Girodiruota
Il tempo di stoppare tutto, riprogrammare e ripartire
Mentre si continua a correre la Parigi-Nizza, il coronavirus ha causato il rinvio di molte classiche del nord, oltre alle corse del calendario italiano. Anche il Giro è a rischio. Il coraggio che manca all'Uci
Mentre Niccolò Bonifazio a La Côte-Saint-André regolava con uno sprint potente e intelligente Ivàn Garcia Cortina e Peter Sagan nello sprint conclusivo della quinta tappa della Parigi-Nizza, arrivava da qualche centinaia di chilometri più a nord che non si correrranno Nokere-Koerse, Koksijde Classic, Driedaagse Brugge-De Panne, E3-Classic e la Gent-Wevelgem. I 314 casi di positività al coronavirus sinora riscontrati e la morte di tre persone, hanno fatto decidere alla Federazione belga e al governo di sospendere il loro calendario ciclistico almeno sino al primo di aprile. Marzo e aprile sono due "mesi sacri" in Belgio, è il tempo delle corse sui muri in pavé, il periodo più atteso dell'anno. Il Giro delle Fiandre è la grande festa nazionale del popolo fiammingo, un'evento imperdibile, una liturgia che si è fermata soltanto durante la Prima guerra mondiale, ma era corsa giovane. Nemmeno la Seconda guerra mondiale era riuscita a bloccare le biciclette. Biciclette che però potrebbero stare ferme.
L'Italia era stato il primo paese a bloccare le grandi corse ciclistiche: rimandate a data da destinarsi Strade-Bianche, Tirreno-Adriatico, Gran Premio Industria e Artigianato di Larciano, Giro di Sicilia e Milano-Sanremo. Non proprio corsette. E pure il Giro d'Italia rischia di slittare. Il direttore della corsa rosa Mauro Vegni ha dichiarato a CyclingNews che "aspetteremo sino alla fine del mese per vedere cosa succede", ma, ha aggiunto, stanno già cercando un'altra data per salvare la corsa. Anche la Spagna ha congelato il suo calendario almeno sino ai primi di aprile, così come avevano fatto Portogallo, Slovenia e Olanda, oltre al Tour de Normandie, in Francia, per iniziativa propria.
A oggi si correrà solo in Francia, Turchia e Giappone, mentre da Aigle, Svizzera, sede dell'Union Cycliste Internationale (Uci) un silenzio confuso attraversa tutta Europa. Sinora il presidente David Lappartient si è limitato a dire a Reuters che "cancellare Giro d'Italia e Tour de France a causa del coronavirus sarebbe un disastro per il nostro sport". Ed su questo ha ragione Lappartient: cancellare Giro e Tour sarebbe un disastro. Lo stesso a cui il ciclismo sta andando incontro nel lasciare tutto così com'è, ossia dando "ai vari paesi la possibilità di decidere sul correre o meno".
Far saltare gare di interesse economico minore e provare a salvare a qualsiasi costo le grandi corse è qualcosa, almeno in un momento di pandemia mondiale, come dichiarato ieri dall'Oms, che potrebbe fare male a questo sport. E non è soltanto una questione di immagine. Sarebbe qualcosa di ingiusto.
Ingiusto verso i corridori in primis. Perché qualcuno sta correndo, mettendo chilometri nelle gambe e abitudine al ritmo di gara, mentre qualcun altro, pur potendo formalmente, ha deciso di non allenarsi nemmeno in strada per evitare di non peggiorare una situazione sanitaria già compromessa. E non sono solo ciclisti italiani, ma anche corridori stranieri che risiedono e macinano chilometri nel nostro paese.

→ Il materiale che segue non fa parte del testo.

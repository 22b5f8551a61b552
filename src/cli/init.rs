use std::io::IsTerminal;
use std::path::PathBuf;

use dialoguer::Input;

use crate::db::open_initialized;
use crate::error::Result;
use crate::settings::{load_settings, save_settings, shellexpand_path, Settings};

pub fn run(data_dir: Option<String>, currency: Option<String>) -> Result<()> {
    let mut settings = load_settings();
    let defaults = Settings::default();

    if let Some(dir) = data_dir {
        settings.data_dir = shellexpand_path(&dir);
    } else if settings.data_dir == defaults.data_dir && std::io::stdin().is_terminal() {
        // First run, ask where the data should live.
        let chosen: String = Input::new()
            .with_prompt("Data directory")
            .default(settings.data_dir.clone())
            .interact_text()?;
        settings.data_dir = shellexpand_path(chosen.trim());
    }
    if let Some(symbol) = currency {
        settings.currency_symbol = symbol;
    }

    save_settings(&settings)?;

    let resolved = PathBuf::from(&settings.data_dir);
    std::fs::create_dir_all(&resolved)?;
    open_initialized(&settings.db_path())?;

    println!("Initialized stash at {}", resolved.display());
    Ok(())
}
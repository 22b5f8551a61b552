use std::path::PathBuf;

use colored::Colorize;
use rusqlite::Connection;

use crate::cli::connect;
use crate::error::Result;
use crate::importer::import_file;
use crate::settings::load_settings;

pub(crate) fn import_path(conn: &Connection, file: &str) -> Result<()> {
    let file_path = PathBuf::from(file);
    let result = import_file(conn, &file_path)?;

    if result.duplicate_file {
        println!("{}", "This file has already been imported (duplicate checksum).".yellow());
        return Ok(());
    }

    println!(
        "{} income, {} expenses, {} budgets, {} goals imported",
        result.income.len(),
        result.expenses.len(),
        result.budgets.len(),
        result.goals.len()
    );
    Ok(())
}

pub fn run(file: &str) -> Result<()> {
    let settings = load_settings();
    let conn = connect(&settings)?;
    import_path(&conn, file)
}
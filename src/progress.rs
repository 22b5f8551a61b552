use std::fmt;

use crate::fmt::{money, round_cents};
use crate::models::Goal;

#[derive(Debug, Clone, Copy, PartialEq, Eq)]
pub enum ProgressBand {
    /// More is needed now than when the goal was set.
    Regressed,
    NotStarted,
    /// Under half way.
    EarlyProgress,
    /// Half way or more, not yet done.
    NearCompletion,
    Completed,
}

impl ProgressBand {
    pub fn label(&self) -> &'static str {
        match self {
            Self::Regressed => "regressed",
            Self::NotStarted => "not started",
            Self::EarlyProgress => "early progress",
            Self::NearCompletion => "near completion",
            Self::Completed => "completed",
        }
    }
}

impl fmt::Display for ProgressBand {
    fn fmt(&self, f: &mut fmt::Formatter<'_>) -> fmt::Result {
        f.write_str(self.label())
    }
}

#[derive(Debug, Clone, PartialEq)]
pub struct Standing {
    pub band: ProgressBand,
    pub target: f64,
    pub remaining: f64,
    /// Distance between target and remaining, in either direction.
    pub difference: f64,
    /// `difference` as a percentage of the target, one decimal place.
    pub percent: f64,
}

/// Classify how far a goal has come. Amounts are compared in whole cents.
pub fn describe(original_target: f64, remaining_amount: f64) -> Standing {
    let target = round_cents(original_target);
    let remaining = round_cents(remaining_amount);
    let difference = round_cents((target - remaining).abs());
    let percent = if target > 0.0 {
        (difference / target * 1000.0).round() / 10.0
    } else {
        0.0
    };

    // A goal with nothing to save is complete from the start.
    let band = if target <= 0.0 {
        ProgressBand::Completed
    } else if remaining > target {
        ProgressBand::Regressed
    } else if remaining == target {
        ProgressBand::NotStarted
    } else if remaining <= 0.0 {
        ProgressBand::Completed
    } else if (target - remaining) / target < 0.5 {
        ProgressBand::EarlyProgress
    } else {
        ProgressBand::NearCompletion
    };

    Standing {
        band,
        target,
        remaining,
        difference,
        percent,
    }
}

/// Narrative paragraph about one goal's standing.
pub fn message(goal: &Goal, standing: &Standing, symbol: &str) -> String {
    let date = goal.start_date;
    let target = money(standing.target, symbol);
    let saved = money(standing.difference, symbol);
    let pct = standing.percent;
    match standing.band {
        ProgressBand::Regressed => format!(
            "Spending has outpaced saving. This goal was set on {date} at {target}, \
             but {} is now needed. There is still time to get back on track.",
            money(standing.remaining, symbol)
        ),
        ProgressBand::NotStarted => format!(
            "Just getting started. This goal was set on {date} to save {target}. \
             Nothing saved yet, but every bit counts."
        ),
        ProgressBand::EarlyProgress => format!(
            "Off to a strong start. Since {date} you have saved {saved} of {target}, \
             {pct}% of the way there."
        ),
        ProgressBand::NearCompletion => format!(
            "Almost there. Since {date} you have saved {pct}%, that is {saved} of {target}. \
             The end is in sight."
        ),
        ProgressBand::Completed => format!(
            "Done! The full {target} set aside since {date} has been saved."
        ),
    }
}
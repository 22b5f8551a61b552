use std::path::Path;

use rusqlite::Connection;

use crate::error::Result;

pub const DB_FILE: &str = "stash.db";

pub const SCHEMA: &str = "
CREATE TABLE IF NOT EXISTS income (
    id INTEGER PRIMARY KEY,
    date TEXT NOT NULL,
    amount REAL NOT NULL,
    category TEXT NOT NULL DEFAULT 'Misc',
    description TEXT NOT NULL DEFAULT ''
);

CREATE TABLE IF NOT EXISTS expenses (
    id INTEGER PRIMARY KEY,
    date TEXT NOT NULL,
    amount REAL NOT NULL,
    category TEXT NOT NULL DEFAULT 'Misc',
    description TEXT NOT NULL DEFAULT ''
);

CREATE TABLE IF NOT EXISTS budget (
    category TEXT PRIMARY KEY,
    weekly_amount REAL NOT NULL
);

CREATE TABLE IF NOT EXISTS goals (
    id INTEGER PRIMARY KEY AUTOINCREMENT,
    start_date TEXT NOT NULL,
    target_amount REAL NOT NULL CHECK (target_amount > 0),
    description TEXT NOT NULL DEFAULT ''
);

CREATE TABLE IF NOT EXISTS imports (
    id INTEGER PRIMARY KEY,
    filename TEXT NOT NULL,
    checksum TEXT NOT NULL UNIQUE,
    record_count INTEGER NOT NULL,
    import_date TEXT DEFAULT (datetime('now'))
);

CREATE INDEX IF NOT EXISTS idx_income_date ON income(date, category);
CREATE INDEX IF NOT EXISTS idx_expenses_date ON expenses(date, category);
";

pub fn get_connection(db_path: &Path) -> Result<Connection> {
    let conn = Connection::open(db_path)?;
    conn.execute_batch("PRAGMA journal_mode=WAL;")?;
    Ok(conn)
}

pub fn init_db(conn: &Connection) -> Result<()> {
    conn.execute_batch(SCHEMA)?;
    Ok(())
}

/// Run `f` inside a transaction, or inside the caller's transaction when one
/// is already open on `conn`.
pub fn in_transaction<T>(conn: &Connection, f: impl FnOnce(&Connection) -> Result<T>) -> Result<T> {
    if !conn.is_autocommit() {
        return f(conn);
    }
    let tx = conn.unchecked_transaction()?;
    let out = f(&tx)?;
    tx.commit()?;
    Ok(out)
}

/// Open the database at `db_path`, creating the schema if needed.
pub fn open_initialized(db_path: &Path) -> Result<Connection> {
    let conn = get_connection(db_path)?;
    init_db(&conn)?;
    Ok(conn)
}

#[cfg(test)]
pub(crate) fn test_db() -> (tempfile::TempDir, Connection) {
    let dir = tempfile::tempdir().unwrap();
    let conn = open_initialized(&dir.path().join("test.db")).unwrap();
    (dir, conn)
}
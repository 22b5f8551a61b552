use colored::Colorize;
use comfy_table::{Cell, Table};

use crate::budget::{check_budget, BudgetCheck, Budgets, Verdict};
use crate::cli::{connect, date_or_today};
use crate::error::Result;
use crate::fmt::money;
use crate::ledger::Ledger;
use crate::models::Budget;
use crate::settings::{load_settings, Settings};
use crate::validate::{date_range, normalize_category, parse_amount};

pub(crate) fn print_budgets(budgets: &[Budget], settings: &Settings) {
    if budgets.is_empty() {
        println!("No budgets set.");
        return;
    }
    let mut table = Table::new();
    table.set_header(vec!["Category", "Weekly Budget"]);
    for b in budgets {
        table.add_row(vec![
            Cell::new(&b.category),
            Cell::new(money(b.weekly_amount, &settings.currency_symbol)),
        ]);
    }
    println!("Budgets\n{table}");
}

pub(crate) fn print_check(check: &BudgetCheck, settings: &Settings) {
    let symbol = &settings.currency_symbol;
    let spent = money(check.spent, symbol);
    let budget = money(check.budget, symbol);
    let line = match check.verdict {
        Verdict::Under => format!(
            "Under budget: spent {spent} of {budget} on {} from {} to {}",
            check.category, check.start, check.end
        )
        .green(),
        Verdict::Over => format!(
            "Over budget: spent {spent} against {budget} on {} from {} to {}",
            check.category, check.start, check.end
        )
        .red(),
    };
    println!("{line}");
}

pub fn set(category: &str, amount: &str) -> Result<()> {
    let settings = load_settings();
    let conn = connect(&settings)?;
    let category = normalize_category(category)?;
    let budget = Budgets::new(&conn).set_budget(&category, parse_amount(amount)?)?;
    println!(
        "Weekly budget for {} set to {}",
        budget.category,
        money(budget.weekly_amount, &settings.currency_symbol)
    );
    Ok(())
}

pub fn list() -> Result<()> {
    let settings = load_settings();
    let conn = connect(&settings)?;
    print_budgets(&Budgets::new(&conn).list_budgets()?, &settings);
    Ok(())
}

pub fn check(category: &str, from: Option<&str>, days: u32) -> Result<()> {
    let settings = load_settings();
    let conn = connect(&settings)?;
    let category = normalize_category(category)?;
    let (start, end) = date_range(date_or_today(from)?, days)?;
    match check_budget(&Budgets::new(&conn), &Ledger::new(&conn), &category, start, end)? {
        Some(result) => print_check(&result, &settings),
        None => println!("No budget set for {category}."),
    }
    Ok(())
}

Ingiusto verso i tifosi che si ritroverebbero ad assistere, forse (perché bisognerà vedere quando si "apriranno le porte" al pubblico), a corse prive di alcuni corridori perché non liberi di muoversi e con altri non al meglio delle loro possibilità fisiche.

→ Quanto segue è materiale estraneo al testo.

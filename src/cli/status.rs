use crate::budget::Budgets;
use crate::db::get_connection;
use crate::error::Result;
use crate::goals::Goals;
use crate::ledger::Ledger;
use crate::models::EntryKind;
use crate::settings::load_settings;

pub fn run() -> Result<()> {
    let settings = load_settings();
    let db_path = settings.db_path();

    println!("User:       {}", if settings.user_name.is_empty() { "(not set)" } else { &settings.user_name });
    println!("Data dir:   {}", settings.data_dir);
    println!("Database:   {}", db_path.display());
    println!("Currency:   {}", settings.currency_symbol);

    if db_path.exists() {
        let conn = get_connection(&db_path)?;
        let ledger = Ledger::new(&conn);

        println!();
        println!("Income:    {}", ledger.count(EntryKind::Income)?);
        println!("Expenses:  {}", ledger.count(EntryKind::Expenses)?);
        println!("Budgets:   {}", Budgets::new(&conn).list_budgets()?.len());
        println!("Goals:     {}", Goals::new(&conn).list_goals()?.len());
    } else {
        println!();
        println!("Database not found. Run `stash init` to set up.");
    }

    Ok(())
}
use chrono::NaiveDate;
use rusqlite::{Connection, OptionalExtension};
use tracing::info;

use crate::db::in_transaction;
use crate::error::{Result, StashError};
use crate::ledger::{calculate_total, LedgerQuery};
use crate::models::{Budget, EntryKind};

/// Store handle over the weekly budget table.
pub struct Budgets<'a> {
    conn: &'a Connection,
}

impl<'a> Budgets<'a> {
    pub fn new(conn: &'a Connection) -> Self {
        Self { conn }
    }

    /// Set or replace the weekly budget for `category`.
    pub fn set_budget(&self, category: &str, weekly_amount: f64) -> Result<Budget> {
        if !weekly_amount.is_finite() || weekly_amount < 0.0 {
            return Err(StashError::Validation(format!(
                "weekly budget must be a non-negative amount, got {weekly_amount}"
            )));
        }
        self.conn.execute(
            "INSERT INTO budget (category, weekly_amount) VALUES (?1, ?2) \
             ON CONFLICT(category) DO UPDATE SET weekly_amount = excluded.weekly_amount",
            rusqlite::params![category, weekly_amount],
        )?;
        info!(category, weekly_amount, "set budget");
        Ok(Budget {
            category: category.to_string(),
            weekly_amount,
        })
    }

    /// Insert budgets, keeping any budget already set for a category.
    /// Returns only the budgets that were actually stored.
    pub fn insert_budgets(&self, budgets: Vec<Budget>) -> Result<Vec<Budget>> {
        in_transaction(self.conn, |conn| {
            let mut stmt =
                conn.prepare("INSERT OR IGNORE INTO budget (category, weekly_amount) VALUES (?1, ?2)")?;
            let mut stored = Vec::new();
            for budget in budgets {
                if stmt.execute(rusqlite::params![budget.category, budget.weekly_amount])? == 1 {
                    stored.push(budget);
                }
            }
            Ok(stored)
        })
    }

    pub fn get_budget(&self, category: &str) -> Result<Option<Budget>> {
        let budget = self
            .conn
            .query_row(
                "SELECT category, weekly_amount FROM budget WHERE category = ?1",
                [category],
                |row| {
                    Ok(Budget {
                        category: row.get(0)?,
                        weekly_amount: row.get(1)?,
                    })
                },
            )
            .optional()?;
        Ok(budget)
    }

    pub fn list_budgets(&self) -> Result<Vec<Budget>> {
        let mut stmt = self
            .conn
            .prepare("SELECT category, weekly_amount FROM budget ORDER BY category")?;
        let rows = stmt.query_map([], |row| {
            Ok(Budget {
                category: row.get(0)?,
                weekly_amount: row.get(1)?,
            })
        })?;
        Ok(rows.collect::<std::result::Result<Vec<_>, _>>()?)
    }
}

/// Number of calendar days in `[start, end]`.
pub fn inclusive_days(start: NaiveDate, end: NaiveDate) -> i64 {
    (end - start).num_days() + 1
}

/// A weekly budget scaled to the inclusive date range, rounded to cents.
pub fn budget_over_range(weekly_amount: f64, start: NaiveDate, end: NaiveDate) -> f64 {
    let scaled = weekly_amount * inclusive_days(start, end) as f64 / 7.0;
    (scaled * 100.0).round() / 100.0
}

#[derive(Debug, Clone, Copy, PartialEq, Eq)]
pub enum Verdict {
    Under,
    Over,
}

#[derive(Debug, Clone, PartialEq)]
pub struct BudgetCheck {
    pub category: String,
    pub start: NaiveDate,
    pub end: NaiveDate,
    pub spent: f64,
    pub budget: f64,
    pub verdict: Verdict,
}

/// Compare spending in `category` against its budget over `[start, end]`.
/// Returns `None` when the category has no budget.
pub fn check_budget<L: LedgerQuery + ?Sized>(
    budgets: &Budgets<'_>,
    ledger: &L,
    category: &str,
    start: NaiveDate,
    end: NaiveDate,
) -> Result<Option<BudgetCheck>> {
    let Some(budget) = budgets.get_budget(category)? else {
        return Ok(None);
    };
    let spent = calculate_total(&ledger.query_range(EntryKind::Expenses, start, end, Some(category))?);
    let scaled = budget_over_range(budget.weekly_amount, start, end);
    let verdict = if scaled > spent { Verdict::Under } else { Verdict::Over };
    Ok(Some(BudgetCheck {
        category: category.to_string(),
        start,
        end,
        spent,
        budget: scaled,
        verdict,
    }))
}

Ingiusta soprattutto verso la storia di questo sport, che è una storia di resistenza a tutto e a tutti, ma è anche sempre stato un collante per il paese, un modo di dimostrare che qualsiasi cosa, per quanto dolorosa, la si può superare.
L'Uci ha davanti una scelta: salvare il calendario o salvare sé stessa e il ciclismo. C'è bisogno però di una scelta, del coraggio di dire ci prendiamo una pausa, di attendere il superamento dell'emergenza e intanto lavorare per ridisegnare completamente il programma delle corse.
L'Uci può farlo, bisogna capire se ne avrà la voglia e il coraggio.